Na música, uma figura rítmica, um germe melódico,
um ocasional agregado harmónico, uma sugestão tímbrica,
é que são o ponto de partida para a organização sonora,
que, justamente porque é uma organização,
não nos é dada de pronto: vai-se-nos impondo,
vai sendo, vai-nos sendo,
até se perfilar numa forma,
e toda a forma é construção.
Fernando Lopes-Graça
(“Disto e Daquilo” – Crítica, criação, público, etc.)

Um período longo se passou do recital aos 14 de Julho de 1959 à retomada dos recitais em 1982. Prolongado hiato em que penetrei intensamente nos estudos voltados ao repertório pouco frequentado de um passado que remonta do século XVIII à metade do século XX e na divulgação progressiva de parcela da criação contemporânea, excluindo tendências, tantas delas impactantes, mas efêmeras. O culto ao repertório sacralizado continuou, mas homeopaticamente.

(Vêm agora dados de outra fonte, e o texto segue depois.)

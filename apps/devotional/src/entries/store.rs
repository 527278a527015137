use std::collections::BTreeSet;
use std::io::ErrorKind;
use std::path::PathBuf;

use chrono::NaiveDate;
use tracing::debug;

use crate::errors::PipelineError;
use crate::storage::{write_atomic, write_new};

const ENTRY_EXTENSION: &str = ".md";
const DATE_FORMAT: &str = "%Y-%m-%d";

/// Parses `YYYY-MM-DD.md` into its date. Any other name is not an entry.
pub fn parse_entry_file_name(name: &str) -> Option<NaiveDate> {
    let stem = name.strip_suffix(ENTRY_EXTENSION)?;
    let well_shaped = stem.len() == 10
        && stem.bytes().enumerate().all(|(i, b)| match i {
            4 | 7 => b == b'-',
            _ => b.is_ascii_digit(),
        });
    if !well_shaped {
        return None;
    }
    NaiveDate::parse_from_str(stem, DATE_FORMAT).ok()
}

/// The entries directory. One file per calendar date, keyed by file name.
#[derive(Debug, Clone)]
pub struct EntryStore {
    dir: PathBuf,
}

impl EntryStore {
    pub fn new(dir: impl Into<PathBuf>) -> Self {
        Self { dir: dir.into() }
    }

    pub fn ensure_dir(&self) -> Result<(), PipelineError> {
        std::fs::create_dir_all(&self.dir).map_err(|e| PipelineError::fs(&self.dir, e))
    }

    pub fn path_for(&self, date: NaiveDate) -> PathBuf {
        self.dir
            .join(format!("{}{}", date.format(DATE_FORMAT), ENTRY_EXTENSION))
    }

    pub fn exists(&self, date: NaiveDate) -> bool {
        self.path_for(date).exists()
    }

    /// Dates of every entry file, oldest first. A missing directory has no
    /// entries.
    pub fn list_dates(&self) -> Result<BTreeSet<NaiveDate>, PipelineError> {
        let read_dir = match std::fs::read_dir(&self.dir) {
            Ok(rd) => rd,
            Err(e) if e.kind() == ErrorKind::NotFound => return Ok(BTreeSet::new()),
            Err(e) => return Err(PipelineError::fs(&self.dir, e)),
        };

        let mut dates = BTreeSet::new();
        for dir_entry in read_dir {
            let dir_entry = dir_entry.map_err(|e| PipelineError::fs(&self.dir, e))?;
            let Some(date) = dir_entry.file_name().to_str().and_then(parse_entry_file_name) else {
                continue;
            };
            let is_file = dir_entry
                .file_type()
                .map(|t| t.is_file())
                .map_err(|e| PipelineError::fs(dir_entry.path(), e))?;
            if is_file {
                dates.insert(date);
            }
        }

        debug!("Found {} entries in {}", dates.len(), self.dir.display());
        Ok(dates)
    }

    pub fn read(&self, date: NaiveDate) -> Result<String, PipelineError> {
        let path = self.path_for(date);
        std::fs::read_to_string(&path).map_err(|e| PipelineError::fs(path, e))
    }

    /// Writes a new entry. Never overwrites an existing date.
    pub fn create(&self, date: NaiveDate, contents: &str) -> Result<PathBuf, PipelineError> {
        let path = self.path_for(date);
        write_new(&path, contents)?;
        Ok(path)
    }

    /// Replaces an existing entry's contents.
    pub fn rewrite(&self, date: NaiveDate, contents: &str) -> Result<(), PipelineError> {
        write_atomic(&self.path_for(date), contents)
    }

    pub fn remove(&self, date: NaiveDate) -> Result<(), PipelineError> {
        let path = self.path_for(date);
        std::fs::remove_file(&path).map_err(|e| PipelineError::fs(path, e))
    }
}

O regresso a Portugal se deu em torno de Claude Debussy. Havia interpretado a integral do compositor francês em quatro recitais e escrito o livro “O Som Pianístico de Claude Debussy” (Novas Metas, 1982), com prefácio da ilustre gregorianista Júlia D’Almendra. Nascia àquela altura uma amizade que se perpetua através da também competente discípula de d’Almendra, Idalete Giga. É ela que, sempre entusiasta, comparece aos recitais que se prolongam desde a retomada em 1982 e que, pela segunda vez, convidou-me para proferir conferência na sede do Centro Ward de Lisboa – Júlia D’Almendra sob o título “De Carlos Seixas a Eurico Carrapatoso – um envolvimento pleno”.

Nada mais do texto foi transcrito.